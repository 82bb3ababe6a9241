//! Emotion taxonomy queries

use rusqlite::{params, OptionalExtension};

use super::Database;
use crate::error::{Error, Result};
use crate::models::{CategoryInfo, EmotionCategory, SubEmotion};

impl Database {
    /// List all emotion categories in taxonomy order
    pub fn list_categories(&self) -> Result<Vec<CategoryInfo>> {
        let conn = self.conn()?;
        let mut stmt = conn.prepare(
            "SELECT id, slug, name, description, color FROM emotion_categories ORDER BY id",
        )?;

        let rows = stmt
            .query_map([], |row| {
                Ok((
                    row.get::<_, i64>(0)?,
                    row.get::<_, String>(1)?,
                    row.get::<_, String>(2)?,
                    row.get::<_, Option<String>>(3)?,
                    row.get::<_, Option<String>>(4)?,
                ))
            })?
            .collect::<std::result::Result<Vec<_>, _>>()?;

        Ok(rows
            .into_iter()
            .filter_map(|(id, key, name, description, color)| {
                let category = key.parse::<EmotionCategory>().ok()?;
                Some(CategoryInfo {
                    id,
                    category,
                    name,
                    description,
                    color,
                })
            })
            .collect())
    }

    /// List sub-emotions, optionally restricted to one category
    pub fn list_sub_emotions(&self, category: Option<EmotionCategory>) -> Result<Vec<SubEmotion>> {
        let conn = self.conn()?;
        let mut stmt = conn.prepare(
            r#"
            SELECT s.id, s.name, c.slug, s.description, s.intensity
            FROM sub_emotions s
            JOIN emotion_categories c ON c.id = s.category_id
            WHERE (?1 IS NULL OR c.slug = ?1)
            ORDER BY c.id, s.id
            "#,
        )?;

        let key = category.map(|c| c.as_str());
        let rows = stmt
            .query_map(params![key], |row| {
                Ok((
                    row.get::<_, i64>(0)?,
                    row.get::<_, String>(1)?,
                    row.get::<_, String>(2)?,
                    row.get::<_, Option<String>>(3)?,
                    row.get::<_, i32>(4)?,
                ))
            })?
            .collect::<std::result::Result<Vec<_>, _>>()?;

        Ok(rows
            .into_iter()
            .filter_map(|(id, name, key, description, intensity)| {
                Some(SubEmotion {
                    id,
                    name,
                    category: key.parse().ok()?,
                    description,
                    intensity,
                })
            })
            .collect())
    }

    /// Look up a sub-emotion by name within a category (case-insensitive)
    ///
    /// Returns `InvalidData` when the name does not belong to the category.
    pub fn resolve_sub_emotion(&self, category: EmotionCategory, name: &str) -> Result<SubEmotion> {
        let conn = self.conn()?;
        let row = conn
            .query_row(
                r#"
                SELECT s.id, s.name, s.description, s.intensity
                FROM sub_emotions s
                JOIN emotion_categories c ON c.id = s.category_id
                WHERE c.slug = ? AND s.name = ? COLLATE NOCASE
                "#,
                params![category.as_str(), name.trim()],
                |row| {
                    Ok(SubEmotion {
                        id: row.get(0)?,
                        name: row.get(1)?,
                        category,
                        description: row.get(2)?,
                        intensity: row.get(3)?,
                    })
                },
            )
            .optional()?;

        row.ok_or_else(|| {
            Error::InvalidData(format!(
                "Sub-emotion '{}' does not belong to category '{}'",
                name, category
            ))
        })
    }

    /// Database id of a category
    pub(crate) fn category_id(&self, category: EmotionCategory) -> Result<i64> {
        let conn = self.conn()?;
        conn.query_row(
            "SELECT id FROM emotion_categories WHERE slug = ?",
            params![category.as_str()],
            |row| row.get(0),
        )
        .optional()?
        .ok_or_else(|| Error::NotFound(format!("Emotion category '{}'", category)))
    }
}
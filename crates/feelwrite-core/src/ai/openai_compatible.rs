//! OpenAI-compatible backend implementation
//!
//! Works with any server that implements the OpenAI chat completions API:
//! - OpenAI itself (https://api.openai.com)
//! - vLLM (http://localhost:8000)
//! - LocalAI (http://localhost:8080)
//! - llama-server / llama.cpp (http://localhost:8080)
//!
//! # Configuration
//!
//! Environment variables:
//! - `OPENAI_COMPATIBLE_HOST`: Server URL (default https://api.openai.com when a key is set)
//! - `OPENAI_COMPATIBLE_MODEL`: Model name (default: gpt-3.5-turbo)
//! - `OPENAI_COMPATIBLE_API_KEY` or `OPENAI_API_KEY`: API key

use async_trait::async_trait;
use reqwest::Client;
use serde::{Deserialize, Serialize};
use tracing::debug;

use crate::error::{Error, Result};

use super::types::{ChatMessage, CompletionRequest};
use super::{non_empty_reply, AIBackend};

const OPENAI_HOST: &str = "https://api.openai.com";
const DEFAULT_MODEL: &str = "gpt-3.5-turbo";

/// OpenAI-compatible backend
///
/// Works with any server implementing the OpenAI `/v1/chat/completions` API.
///
/// # Example
///
/// ```rust,ignore
/// // Hosted OpenAI
/// export OPENAI_API_KEY="sk-..."
///
/// // vLLM
/// export OPENAI_COMPATIBLE_HOST="http://192.168.1.100:8000"
/// export OPENAI_COMPATIBLE_MODEL="meta-llama/Llama-3.2-3B-Instruct"
/// ```
#[derive(Clone)]
pub struct OpenAICompatibleBackend {
    http_client: Client,
    base_url: String,
    model: String,
    api_key: Option<String>,
}

impl OpenAICompatibleBackend {
    /// Create a new OpenAI-compatible backend
    pub fn new(base_url: &str, model: &str) -> Self {
        Self {
            http_client: Client::new(),
            base_url: base_url.trim_end_matches('/').to_string(),
            model: model.to_string(),
            api_key: None,
        }
    }

    /// Create with an API key
    pub fn with_api_key(base_url: &str, model: &str, api_key: &str) -> Self {
        let mut backend = Self::new(base_url, model);
        backend.api_key = Some(api_key.to_string());
        backend
    }

    /// Create from environment variables
    ///
    /// Needs either `OPENAI_COMPATIBLE_HOST` or an API key; with only a key
    /// the hosted OpenAI endpoint is used.
    pub fn from_env() -> Option<Self> {
        let api_key = std::env::var("OPENAI_COMPATIBLE_API_KEY")
            .or_else(|_| std::env::var("OPENAI_API_KEY"))
            .ok()
            .filter(|k| !k.trim().is_empty());
        let host = match std::env::var("OPENAI_COMPATIBLE_HOST") {
            Ok(host) => host,
            Err(_) if api_key.is_some() => OPENAI_HOST.to_string(),
            Err(_) => return None,
        };
        let model =
            std::env::var("OPENAI_COMPATIBLE_MODEL").unwrap_or_else(|_| DEFAULT_MODEL.to_string());

        let mut backend = Self::new(&host, &model);
        backend.api_key = api_key;
        Some(backend)
    }
}

/// OpenAI chat completion request
#[derive(Debug, Serialize)]
struct ChatCompletionRequest {
    model: String,
    messages: Vec<ChatMessage>,
    temperature: f32,
    max_tokens: u32,
}

/// OpenAI chat completion response
#[derive(Debug, Deserialize)]
struct ChatCompletionResponse {
    choices: Vec<ChatChoice>,
}

#[derive(Debug, Deserialize)]
struct ChatChoice {
    message: ChatResponseMessage,
}

#[derive(Debug, Deserialize)]
struct ChatResponseMessage {
    content: Option<String>,
}

#[async_trait]
impl AIBackend for OpenAICompatibleBackend {
    async fn complete(&self, request: &CompletionRequest) -> Result<String> {
        let body = ChatCompletionRequest {
            model: self.model.clone(),
            messages: request.wire_messages(),
            temperature: request.temperature,
            max_tokens: request.max_tokens,
        };

        let mut req_builder = self
            .http_client
            .post(format!("{}/v1/chat/completions", self.base_url))
            .json(&body);

        if let Some(ref api_key) = self.api_key {
            req_builder = req_builder.header("Authorization", format!("Bearer {}", api_key));
        }
        if let Some(timeout) = request.timeout {
            req_builder = req_builder.timeout(timeout);
        }

        let response = req_builder.send().await?;

        if !response.status().is_success() {
            let status = response.status();
            let body = response.text().await.unwrap_or_default();
            return Err(Error::Generation(format!(
                "OpenAI API error {}: {}",
                status, body
            )));
        }

        let chat_response: ChatCompletionResponse = response.json().await?;
        let content = chat_response
            .choices
            .into_iter()
            .next()
            .and_then(|c| c.message.content);
        debug!(model = %self.model, chars = content.as_deref().map_or(0, str::len), "Chat completion received");

        non_empty_reply(content)
    }

    async fn health_check(&self) -> bool {
        let mut req = self
            .http_client
            .get(format!("{}/v1/models", self.base_url));
        if let Some(ref api_key) = self.api_key {
            req = req.header("Authorization", format!("Bearer {}", api_key));
        }
        match req.send().await {
            Ok(resp) => resp.status().is_success(),
            Err(_) => false,
        }
    }

    fn model(&self) -> &str {
        &self.model
    }

    fn host(&self) -> &str {
        &self.base_url
    }
}
//! Mock backend for testing
//!
//! Returns a canned reply (or a forced failure) without any network access,
//! and counts how often it was asked to generate.

use std::sync::atomic::{AtomicUsize, Ordering};
use std::sync::Arc;

use async_trait::async_trait;

use crate::error::{Error, Result};

use super::types::CompletionRequest;
use super::AIBackend;

const DEFAULT_REPLY: &str =
    "You showed up for yourself this week. Keep noticing what lifts you and be gentle with what weighs on you.";

/// Mock AI backend for testing
#[derive(Clone)]
pub struct MockBackend {
    /// Whether health_check should return true
    pub healthy: bool,
    reply: Option<String>,
    calls: Arc<AtomicUsize>,
}

impl Default for MockBackend {
    fn default() -> Self {
        Self::new()
    }
}

impl MockBackend {
    /// Create a new mock backend (healthy, canned reply)
    pub fn new() -> Self {
        Self {
            healthy: true,
            reply: Some(DEFAULT_REPLY.to_string()),
            calls: Arc::new(AtomicUsize::new(0)),
        }
    }

    /// Mock that answers every request with `reply`
    pub fn with_reply(reply: impl Into<String>) -> Self {
        Self {
            reply: Some(reply.into()),
            ..Self::new()
        }
    }

    /// Mock whose generation always fails
    pub fn failing() -> Self {
        Self {
            healthy: false,
            reply: None,
            ..Self::new()
        }
    }

    /// Number of `complete` calls made so far (shared across clones)
    pub fn calls(&self) -> usize {
        self.calls.load(Ordering::SeqCst)
    }
}

#[async_trait]
impl AIBackend for MockBackend {
    async fn complete(&self, _request: &CompletionRequest) -> Result<String> {
        self.calls.fetch_add(1, Ordering::SeqCst);
        match &self.reply {
            Some(reply) if !reply.trim().is_empty() => Ok(reply.trim().to_string()),
            Some(_) => Err(Error::Generation("Model returned an empty reply".into())),
            None => Err(Error::Generation("Mock backend configured to fail".into())),
        }
    }

    async fn health_check(&self) -> bool {
        self.healthy
    }

    fn model(&self) -> &str {
        "mock"
    }

    fn host(&self) -> &str {
        "mock://localhost"
    }
}
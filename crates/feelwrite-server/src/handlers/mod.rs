//! HTTP request handlers organized by domain
//!
//! Each submodule contains handlers for a specific API area.

pub mod audit;
pub mod completion;
pub mod emotions;
pub mod health;
pub mod journal;
pub mod prompts;
pub mod summary;
pub mod users;

// Re-export all handlers for use in router
pub use audit::*;
pub use completion::*;
pub use emotions::*;
pub use health::*;
pub use journal::*;
pub use prompts::*;
pub use summary::*;
pub use users::*;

▶ _Work required_
Tally the lines above containing "MockBackend". Number only.

▶ _Task output_
4